American old-time radio serial drama

Family Skeleton is an American old-time radio serial drama, "the story of a girl with a dark past and highly uncertain future." It was broadcast on CBS from June 8, 1953, to March 5, 1954.

Family Skeleton focused on Sara Ann Spence and her problems. She became the "family skeleton" because she arrived at her home pregnant "with her marriage license obliterated by bloodstains" and could not prove her marital status. The sponsors were Sweetheart Soap, Prom Home Permanent and Toni Creme Rinse.

==Personnel==
Mercedes McCambridge starred in the program. Others in the cast included Parley Baer, Michael Ann Barrett, Tony Barrett, Mary Jane Croft, Dix Davis, John Dehner, Sam Edwards, Eddie Firestone, Frank Gerstle, Robert Griffin, Bill Idelson, Byron Kane, Lou Krugman, Earl Lee, Forrest Lewis, James McCallion, Kate McKenna, Howard McNear, Marvin Miller, George Neise, Jeanette Nolan, Jay Novello, Ruth Perrott, Ken Peters, George Pirrone, Alice Reinheart, Janet Scott, Marilyn Steiner, Russell Thorson, Les Tremayne, David Vail, and Ben Wright. Charles Lyon was the announcer.

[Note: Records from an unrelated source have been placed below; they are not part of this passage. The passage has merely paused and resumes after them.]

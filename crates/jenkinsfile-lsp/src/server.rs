//! Main LSP server implementation.

use dashmap::DashMap;
use tower_lsp::jsonrpc::Result;
use tower_lsp::lsp_types::*;
use tower_lsp::{Client, LanguageServer};

use crate::document::Document;
use crate::hover::provide_hover;

/// The Jenkinsfile Language Server.
pub struct JenkinsfileLanguageServer {
    /// LSP client for sending notifications.
    client: Client,
    /// Open documents indexed by URI.
    documents: DashMap<Url, Document>,
}

impl JenkinsfileLanguageServer {
    /// Create a new language server instance.
    pub fn new(client: Client) -> Self {
        Self {
            client,
            documents: DashMap::new(),
        }
    }

    /// Text of an open document, if any.
    pub fn document_text(&self, uri: &Url) -> Option<String> {
        self.documents.get(uri).map(|doc| doc.content())
    }
}

#[tower_lsp::async_trait]
impl LanguageServer for JenkinsfileLanguageServer {
    async fn initialize(&self, _: InitializeParams) -> Result<InitializeResult> {
        Ok(InitializeResult {
            capabilities: ServerCapabilities {
                text_document_sync: Some(TextDocumentSyncCapability::Kind(
                    TextDocumentSyncKind::FULL,
                )),
                hover_provider: Some(HoverProviderCapability::Simple(true)),
                ..Default::default()
            },
            server_info: Some(ServerInfo {
                name: env!("CARGO_PKG_NAME").to_string(),
                version: Some(env!("CARGO_PKG_VERSION").to_string()),
            }),
        })
    }

    async fn initialized(&self, _: InitializedParams) {
        tracing::info!("Jenkinsfile Language Server initialized");
        self.client
            .log_message(MessageType::INFO, "Jenkinsfile Language Server ready")
            .await;
    }

    async fn shutdown(&self) -> Result<()> {
        tracing::info!("Jenkinsfile Language Server shutting down");
        Ok(())
    }

    async fn did_open(&self, params: DidOpenTextDocumentParams) {
        let uri = params.text_document.uri;
        tracing::debug!("Document opened: {}", uri);

        let doc = Document::new(&params.text_document.text, params.text_document.version);
        self.documents.insert(uri, doc);
    }

    async fn did_change(&self, params: DidChangeTextDocumentParams) {
        let uri = params.text_document.uri;
        tracing::debug!("Document changed: {}", uri);

        let Some(mut doc) = self.documents.get_mut(&uri) else {
            tracing::warn!("Change for unopened document: {}", uri);
            return;
        };
        // Later edits in the batch are relative to the text the rejected one
        // would have produced, so they are dropped with it.
        for (idx, change) in params.content_changes.iter().enumerate() {
            if let Err(err) = doc.apply_change(change, params.text_document.version) {
                let skipped = params.content_changes.len() - idx - 1;
                tracing::warn!("Dropping edit to {} ({} more skipped): {}", uri, skipped, err);
                break;
            }
        }
    }

    async fn did_close(&self, params: DidCloseTextDocumentParams) {
        tracing::debug!("Document closed: {}", params.text_document.uri);
        self.documents.remove(&params.text_document.uri);
    }

    async fn hover(&self, params: HoverParams) -> Result<Option<Hover>> {
        let uri = &params.text_document_position_params.text_document.uri;
        let position = params.text_document_position_params.position;

        match self.documents.get(uri) {
            Some(doc) => Ok(provide_hover(&doc, position)),
            None => {
                tracing::debug!("Hover on unknown document: {}", uri);
                Ok(None)
            }
        }
    }
}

Carlton E. Morse, who created Family Skeleton specifically for McCambridge, produced the program and wrote its scripts. Ron Lackmann, in his biography of McCambridge, described the show as being "loosely based on Morse's immensely successful One Man's Family program." Sidney Marshall also wrote for the show. Jack Johnstone was the director.